Provided records -
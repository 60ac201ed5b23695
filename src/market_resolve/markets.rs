use chrono::{DateTime, Utc};
use rust_decimal::Decimal;
use serde::{Deserialize, Serialize};
use std::fmt;
use std::str::FromStr;
use uuid::Uuid;

use crate::error::{MarketError, MarketResult};

// Prediction market records
// Markets, per-option liquidity pools, bets, votes, resolutions and payouts

pub type UserId = u64;
pub type GuildId = u64;
pub type ChannelId = u64;
/// Whole points; the currency users wager
pub type Points = i64;

// ============================================================================
// STATUS
// ============================================================================

#[derive(Debug, Clone, Copy, PartialEq, Eq, Hash, Serialize, Deserialize)]
pub enum MarketStatus {
    #[serde(rename = "active")]
    Active,
    #[serde(rename = "ended")]
    Ended,
    #[serde(rename = "resolved")]
    Resolved,
    #[serde(rename = "refunded")]
    Refunded,
}

impl MarketStatus {
    pub fn as_str(&self) -> &'static str {
        match self {
            MarketStatus::Active => "active",
            MarketStatus::Ended => "ended",
            MarketStatus::Resolved => "resolved",
            MarketStatus::Refunded => "refunded",
        }
    }

    /// Resolved and Refunded never change again
    pub fn is_terminal(&self) -> bool {
        matches!(self, MarketStatus::Resolved | MarketStatus::Refunded)
    }
}

impl fmt::Display for MarketStatus {
    fn fmt(&self, f: &mut fmt::Formatter<'_>) -> fmt::Result {
        f.write_str(self.as_str())
    }
}

impl FromStr for MarketStatus {
    type Err = MarketError;

    fn from_str(s: &str) -> Result<Self, Self::Err> {
        match s.trim().to_ascii_lowercase().as_str() {
            "active" => Ok(MarketStatus::Active),
            "ended" => Ok(MarketStatus::Ended),
            "resolved" => Ok(MarketStatus::Resolved),
            "refunded" => Ok(MarketStatus::Refunded),
            other => Err(MarketError::Validation(format!("unknown market status '{}'", other))),
        }
    }
}

// ============================================================================
// MARKET
// ============================================================================

#[derive(Debug, Clone, PartialEq, Serialize, Deserialize)]
pub struct Market {
    /// Unique market identifier (`mkt_<16 hex>`)
    pub id: String,

    /// Community the market belongs to
    pub guild_id: GuildId,

    /// Market question
    pub question: String,

    /// Option names in display order
    pub options: Vec<String>,

    pub creator_id: UserId,

    pub category: Option<String>,

    /// Channel that receives the resolution announcement
    pub channel_id: Option<ChannelId>,

    pub created_at: DateTime<Utc>,

    /// Betting closes at this instant
    pub end_time: DateTime<Utc>,

    pub status: MarketStatus,

    /// Set only when Resolved
    pub winning_option: Option<String>,

    /// Starting reserve of every option
    pub initial_liquidity: Points,

    /// Pool invariant, initial_liquidity²
    pub k: Decimal,

    /// Points wagered across all options
    pub total_wagered: Points,
}

impl Market {
    pub fn resolved(&self) -> bool {
        self.status == MarketStatus::Resolved
    }

    pub fn refunded(&self) -> bool {
        self.status == MarketStatus::Refunded
    }

    /// Winning option, once resolved
    pub fn result(&self) -> Option<&str> {
        self.winning_option.as_deref()
    }

    /// Index of an option, matched case-insensitively after trimming.
    pub fn option_index(&self, name: &str) -> Option<usize> {
        let wanted = name.trim().to_lowercase();
        self.options.iter().position(|o| o.to_lowercase() == wanted)
    }

    /// Resolve user input to the canonical option name.
    pub fn canonical_option(&self, name: &str) -> MarketResult<(usize, &str)> {
        self.option_index(name)
            .map(|i| (i, self.options[i].as_str()))
            .ok_or_else(|| {
                MarketError::Validation(format!(
                    "'{}' is not an option of market {} (options: {})",
                    name.trim(),
                    self.id,
                    self.options.join(", ")
                ))
            })
    }

    /// Accepting bets: Active and before the end time
    pub fn is_open_at(&self, now: DateTime<Utc>) -> bool {
        self.status == MarketStatus::Active && now < self.end_time
    }

    /// When an unresolved market becomes eligible for auto-refund
    pub fn refund_due_at(&self, window: chrono::Duration) -> DateTime<Utc> {
        self.end_time + window
    }
}

/// Remaining reserve of one option
#[derive(Debug, Clone, PartialEq, Serialize, Deserialize)]
pub struct LiquidityPool {
    pub market_id: String,
    pub option: String,
    pub reserve: Decimal,
}

// ============================================================================
// BETS, VOTES, RESOLUTION
// ============================================================================

/// A purchase of option shares. Append-only.
#[derive(Debug, Clone, PartialEq, Serialize, Deserialize)]
pub struct Bet {
    pub id: String,
    pub market_id: String,
    pub user_id: UserId,
    pub guild_id: GuildId,
    pub option: String,
    pub amount: Points,
    pub shares: Decimal,
    pub price_per_share: Decimal,
    pub created_at: DateTime<Utc>,
}

/// One user's current resolution vote; a later vote replaces it
#[derive(Debug, Clone, PartialEq, Serialize, Deserialize)]
pub struct ResolutionVote {
    pub market_id: String,
    pub user_id: UserId,
    pub guild_id: GuildId,
    pub option: String,
    pub cast_at: DateTime<Utc>,
}

/// Written once, together with the Ended -> Resolved transition
#[derive(Debug, Clone, PartialEq, Serialize, Deserialize)]
pub struct MarketResolution {
    pub market_id: String,
    pub winning_option: String,
    pub resolved_by: UserId,
    pub total_pool: Points,
    pub total_winning_stake: Points,
    pub vote_count: usize,
    pub resolved_at: DateTime<Utc>,
}

/// Audit record of what one winning bet paid
#[derive(Debug, Clone, PartialEq, Serialize, Deserialize)]
pub struct Payout {
    pub market_id: String,
    pub bet_id: String,
    pub user_id: UserId,
    pub guild_id: GuildId,
    pub amount_bet: Points,
    pub shares: Decimal,
    pub payout: Points,
    pub paid_at: DateTime<Utc>,
}

// ============================================================================
// CREATION
// ============================================================================

/// Everything the command layer supplies to open a market
#[derive(Debug, Clone)]
pub struct NewMarket {
    pub guild_id: GuildId,
    pub creator_id: UserId,
    pub question: String,
    pub options: Vec<String>,
    pub duration: chrono::Duration,
    pub category: Option<String>,
    pub channel_id: Option<ChannelId>,
}

pub fn generate_market_id() -> String {
    format!("mkt_{}", &Uuid::new_v4().simple().to_string()[..16])
}

pub fn generate_bet_id() -> String {
    format!("bet_{}", &Uuid::new_v4().simple().to_string()[..16])
}

/// Trim options and check count and case-insensitive uniqueness.
pub fn normalize_options(raw: &[String], max_options: usize) -> MarketResult<Vec<String>> {
    let options: Vec<String> = raw.iter().map(|o| o.trim().to_string()).collect();

    if options.len() < 2 {
        return Err(MarketError::Validation("a market needs at least two options".into()));
    }
    if options.len() > max_options {
        return Err(MarketError::Validation(format!(
            "a market can have at most {} options",
            max_options
        )));
    }
    if options.iter().any(|o| o.is_empty()) {
        return Err(MarketError::Validation("option names cannot be empty".into()));
    }
    for (i, option) in options.iter().enumerate() {
        let lower = option.to_lowercase();
        if options[..i].iter().any(|o| o.to_lowercase() == lower) {
            return Err(MarketError::Validation(format!("duplicate option '{}'", option)));
        }
    }
    Ok(options)
}

/// Parse `days,hours,minutes`. Blank fields count as zero: `1,2,30`, `,,30`, `1,,`.
pub fn parse_duration(input: &str) -> MarketResult<chrono::Duration> {
    let parts: Vec<&str> = input.split(',').collect();
    if parts.len() != 3 {
        return Err(MarketError::Validation(
            "duration must be in format: days,hours,minutes".into(),
        ));
    }

    let mut fields = [0i64; 3];
    for (field, part) in fields.iter_mut().zip(&parts) {
        let part = part.trim();
        if part.is_empty() {
            continue;
        }
        *field = part
            .parse::<i64>()
            .ok()
            .filter(|v| *v >= 0)
            .ok_or_else(|| MarketError::Validation(format!("invalid duration field '{}'", part)))?;
    }

    let [days, hours, minutes] = fields;
    let total_minutes = days
        .checked_mul(24 * 60)
        .and_then(|d| hours.checked_mul(60).and_then(|h| d.checked_add(h)))
        .and_then(|dh| dh.checked_add(minutes))
        .ok_or_else(|| MarketError::Validation("duration is too long".into()))?;

    if total_minutes <= 0 {
        return Err(MarketError::Validation("duration must be greater than 0".into()));
    }
    Ok(chrono::Duration::minutes(total_minutes))
}

/// Human form of a duration: "1 day, 2 hours, 30 minutes".
pub fn format_duration(duration: chrono::Duration) -> String {
    let total = duration.num_minutes().max(0);
    let (days, hours, minutes) = (total / 1440, (total % 1440) / 60, total % 60);

    let mut parts = Vec::new();
    for (value, unit) in [(days, "day"), (hours, "hour"), (minutes, "minute")] {
        if value > 0 {
            parts.push(format!("{} {}{}", value, unit, if value == 1 { "" } else { "s" }));
        }
    }
    if parts.is_empty() {
        return "0 minutes".to_string();
    }
    parts.join(", ")
}
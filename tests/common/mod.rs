// Shared fixtures for the integration tests

#![allow(dead_code)]

use async_trait::async_trait;
use chrono::{DateTime, Duration, TimeZone, Utc};
use parking_lot::Mutex;
use std::sync::atomic::{AtomicUsize, Ordering};
use std::sync::Arc;

use prediction_market_ledger::config::{MarketSettings, RetrySettings};
use prediction_market_ledger::ledger::LedgerStore;
use prediction_market_ledger::market_resolve::markets::{Market, NewMarket, Points, UserId};
use prediction_market_ledger::{
    BalanceService, ManualClock, MarketService, MemoryNotifier, PointsBank, PointsError,
};

pub const GUILD: u64 = 77;
pub const CREATOR: UserId = 9;
pub const CHANNEL: u64 = 555;
pub const ALICE: UserId = 1001;
pub const BOB: UserId = 1002;
pub const CAROL: UserId = 1003;
pub const DAVE: UserId = 1004;
pub const STARTING_BALANCE: Points = 1000;

pub fn start_time() -> DateTime<Utc> {
    Utc.with_ymd_and_hms(2025, 1, 1, 12, 0, 0).unwrap()
}

pub fn settings() -> MarketSettings {
    MarketSettings {
        initial_liquidity: 1000,
        ..MarketSettings::default()
    }
}

pub fn fast_retry() -> RetrySettings {
    RetrySettings {
        max_attempts: 3,
        base_backoff: std::time::Duration::from_millis(1),
        max_backoff: std::time::Duration::from_millis(2),
    }
}

/// What the scripted balance service should get wrong
#[derive(Debug, Clone)]
pub enum Fault {
    None,
    /// Every debit fails with this error
    FailDebits(PointsError),
    /// Credits succeed this many times, then fail as unavailable
    FailCreditsAfter(usize),
}

/// A points bank that fails on command
pub struct FlakyBank {
    pub bank: PointsBank,
    fault: Mutex<Fault>,
    credits: AtomicUsize,
    pub debit_calls: AtomicUsize,
}

impl FlakyBank {
    pub fn new(starting_balance: Points) -> Self {
        Self {
            bank: PointsBank::new(starting_balance),
            fault: Mutex::new(Fault::None),
            credits: AtomicUsize::new(0),
            debit_calls: AtomicUsize::new(0),
        }
    }

    pub fn set_fault(&self, fault: Fault) {
        self.credits.store(0, Ordering::SeqCst);
        self.debit_calls.store(0, Ordering::SeqCst);
        *self.fault.lock() = fault;
    }
}

#[async_trait]
impl BalanceService for FlakyBank {
    async fn balance(&self, user_id: UserId) -> Result<Points, PointsError> {
        self.bank.balance(user_id).await
    }

    async fn debit(&self, user_id: UserId, amount: Points, key: &str) -> Result<Points, PointsError> {
        self.debit_calls.fetch_add(1, Ordering::SeqCst);
        let fault = self.fault.lock().clone();
        if let Fault::FailDebits(err) = fault {
            return Err(err);
        }
        self.bank.debit(user_id, amount, key).await
    }

    async fn credit(&self, user_id: UserId, amount: Points, key: &str) -> Result<Points, PointsError> {
        let fault = self.fault.lock().clone();
        if let Fault::FailCreditsAfter(limit) = fault {
            if self.credits.fetch_add(1, Ordering::SeqCst) >= limit {
                return Err(PointsError::Unavailable("points API timed out".into()));
            }
        }
        self.bank.credit(user_id, amount, key).await
    }
}

pub struct Harness {
    pub service: Arc<MarketService>,
    pub store: LedgerStore,
    pub balances: Arc<FlakyBank>,
    pub notifier: Arc<MemoryNotifier>,
    pub clock: Arc<ManualClock>,
}

impl Harness {
    pub fn new() -> Self {
        Self::with_settings(settings())
    }

    pub fn with_settings(settings: MarketSettings) -> Self {
        let store = LedgerStore::temporary().unwrap();
        let balances = Arc::new(FlakyBank::new(STARTING_BALANCE));
        let notifier = Arc::new(MemoryNotifier::new());
        let clock = Arc::new(ManualClock::new(start_time()));
        let service = Arc::new(MarketService::new(
            store.clone(),
            balances.clone(),
            notifier.clone(),
            clock.clone(),
            settings,
            fast_retry(),
        ));
        Self {
            service,
            store,
            balances,
            notifier,
            clock,
        }
    }

    pub fn create_market(&self, options: &[&str]) -> Market {
        self.service
            .create_market(NewMarket {
                guild_id: GUILD,
                creator_id: CREATOR,
                question: "Will it rain on Friday?".into(),
                options: options.iter().map(|o| o.to_string()).collect(),
                duration: Duration::hours(2),
                category: Some("weather".into()),
                channel_id: Some(CHANNEL),
            })
            .unwrap()
    }

    pub fn binary_market(&self) -> Market {
        self.create_market(&["Yes", "No"])
    }

    /// Move past the end time and close betting
    pub async fn end(&self, market: &Market) -> Market {
        self.clock.set(market.end_time + Duration::minutes(1));
        self.service.end_market(&market.id).await.unwrap()
    }

    pub async fn balance(&self, user: UserId) -> Points {
        self.balances.balance(user).await.unwrap()
    }
}
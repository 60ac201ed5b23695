//! Injectable time source.
//!
//! Market deadlines, the auto-refund window and bet timestamps all read the
//! clock through this trait so the scheduler can be driven deterministically.

use chrono::{DateTime, Duration, Utc};
use parking_lot::Mutex;

pub trait Clock: Send + Sync {
    fn now(&self) -> DateTime<Utc>;
}

/// Wall-clock time.
#[derive(Debug, Default, Clone, Copy)]
pub struct SystemClock;

impl Clock for SystemClock {
    fn now(&self) -> DateTime<Utc> {
        Utc::now()
    }
}

/// A clock that only moves when told to.
#[derive(Debug)]
pub struct ManualClock {
    now: Mutex<DateTime<Utc>>,
}

impl ManualClock {
    pub fn new(start: DateTime<Utc>) -> Self {
        Self {
            now: Mutex::new(start),
        }
    }

    pub fn advance(&self, by: Duration) {
        let mut now = self.now.lock();
        *now += by;
    }

    pub fn set(&self, to: DateTime<Utc>) {
        *self.now.lock() = to;
    }
}

impl Clock for ManualClock {
    fn now(&self) -> DateTime<Utc> {
        *self.now.lock()
    }
}

#[cfg(test)]
mod tests {
    use super::*;

    #[test]
    fn test_manual_clock_advances() {
        let start = Utc::now();
        let clock = ManualClock::new(start);
        clock.advance(Duration::hours(2));
        assert_eq!(clock.now(), start + Duration::hours(2));

        clock.set(start);
        assert_eq!(clock.now(), start);
    }
}
// ============================================================================
// Notifications
// ============================================================================
//
// Text messages to users and channels. Delivery is best-effort: callers log
// a failed notification and carry on, a ledger change is never undone because
// a message did not go out.
//
// ============================================================================

use async_trait::async_trait;
use parking_lot::Mutex;
use reqwest::Client;
use serde::Serialize;
use std::time::Duration;
use thiserror::Error;
use tracing::{info, warn};

use crate::market_resolve::markets::{ChannelId, UserId};

#[derive(Debug, Error)]
pub enum NotifyError {
    #[error("notification delivery failed: {0}")]
    Delivery(String),
}

#[async_trait]
pub trait Notifier: Send + Sync {
    async fn notify_user(&self, user_id: UserId, text: &str) -> Result<(), NotifyError>;

    async fn notify_channel(&self, channel_id: ChannelId, text: &str) -> Result<(), NotifyError>;
}

/// Send to a user, logging instead of failing.
pub async fn send_user(notifier: &dyn Notifier, user_id: UserId, text: &str) {
    if let Err(e) = notifier.notify_user(user_id, text).await {
        warn!(user_id, error = %e, "user notification dropped");
    }
}

/// Send to a channel, logging instead of failing.
pub async fn send_channel(notifier: &dyn Notifier, channel_id: ChannelId, text: &str) {
    if let Err(e) = notifier.notify_channel(channel_id, text).await {
        warn!(channel_id, error = %e, "channel notification dropped");
    }
}

/// Writes notifications to the log
#[derive(Debug, Default, Clone, Copy)]
pub struct LogNotifier;

#[async_trait]
impl Notifier for LogNotifier {
    async fn notify_user(&self, user_id: UserId, text: &str) -> Result<(), NotifyError> {
        info!(user_id, message = text, "notify user");
        Ok(())
    }

    async fn notify_channel(&self, channel_id: ChannelId, text: &str) -> Result<(), NotifyError> {
        info!(channel_id, message = text, "notify channel");
        Ok(())
    }
}

#[derive(Debug, Clone, Copy, PartialEq, Eq, Serialize)]
#[serde(tag = "kind", content = "id", rename_all = "snake_case")]
pub enum Recipient {
    User(UserId),
    Channel(ChannelId),
}

#[derive(Debug, Serialize)]
struct WebhookPayload<'a> {
    recipient: Recipient,
    text: &'a str,
}

/// POSTs `{ "recipient": {"kind", "id"}, "text" }` to a webhook (a chat bot bridge)
#[derive(Debug, Clone)]
pub struct WebhookNotifier {
    url: String,
    client: Client,
}

impl WebhookNotifier {
    pub fn new(url: impl Into<String>) -> Self {
        let client = crate::http::client_with_timeout(Duration::from_secs(5), "notify webhook");
        Self {
            url: url.into(),
            client,
        }
    }

    async fn post(&self, recipient: Recipient, text: &str) -> Result<(), NotifyError> {
        let response = self
            .client
            .post(&self.url)
            .json(&WebhookPayload { recipient, text })
            .send()
            .await
            .map_err(|e| NotifyError::Delivery(e.to_string()))?;
        if !response.status().is_success() {
            return Err(NotifyError::Delivery(format!(
                "webhook returned status {}",
                response.status()
            )));
        }
        Ok(())
    }
}

#[async_trait]
impl Notifier for WebhookNotifier {
    async fn notify_user(&self, user_id: UserId, text: &str) -> Result<(), NotifyError> {
        self.post(Recipient::User(user_id), text).await
    }

    async fn notify_channel(&self, channel_id: ChannelId, text: &str) -> Result<(), NotifyError> {
        self.post(Recipient::Channel(channel_id), text).await
    }
}

/// Keeps every message in memory, in send order
#[derive(Debug, Default)]
pub struct MemoryNotifier {
    sent: Mutex<Vec<(Recipient, String)>>,
}

impl MemoryNotifier {
    pub fn new() -> Self {
        Self::default()
    }

    pub fn sent(&self) -> Vec<(Recipient, String)> {
        self.sent.lock().clone()
    }

    pub fn messages_for(&self, recipient: Recipient) -> Vec<String> {
        self.sent
            .lock()
            .iter()
            .filter(|(r, _)| *r == recipient)
            .map(|(_, text)| text.clone())
            .collect()
    }

    pub fn clear(&self) {
        self.sent.lock().clear();
    }
}

#[async_trait]
impl Notifier for MemoryNotifier {
    async fn notify_user(&self, user_id: UserId, text: &str) -> Result<(), NotifyError> {
        self.sent.lock().push((Recipient::User(user_id), text.to_string()));
        Ok(())
    }

    async fn notify_channel(&self, channel_id: ChannelId, text: &str) -> Result<(), NotifyError> {
        self.sent.lock().push((Recipient::Channel(channel_id), text.to_string()));
        Ok(())
    }
}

Work task - Find every line of the data that includes the string "crate". Copy each of those lines.

Answer to this exercise -
use crate::error::{MarketError, MarketResult};
use crate::market_resolve::markets::{ChannelId, UserId};
        let client = crate::http::client_with_timeout(Duration::from_secs(5), "notify webhook");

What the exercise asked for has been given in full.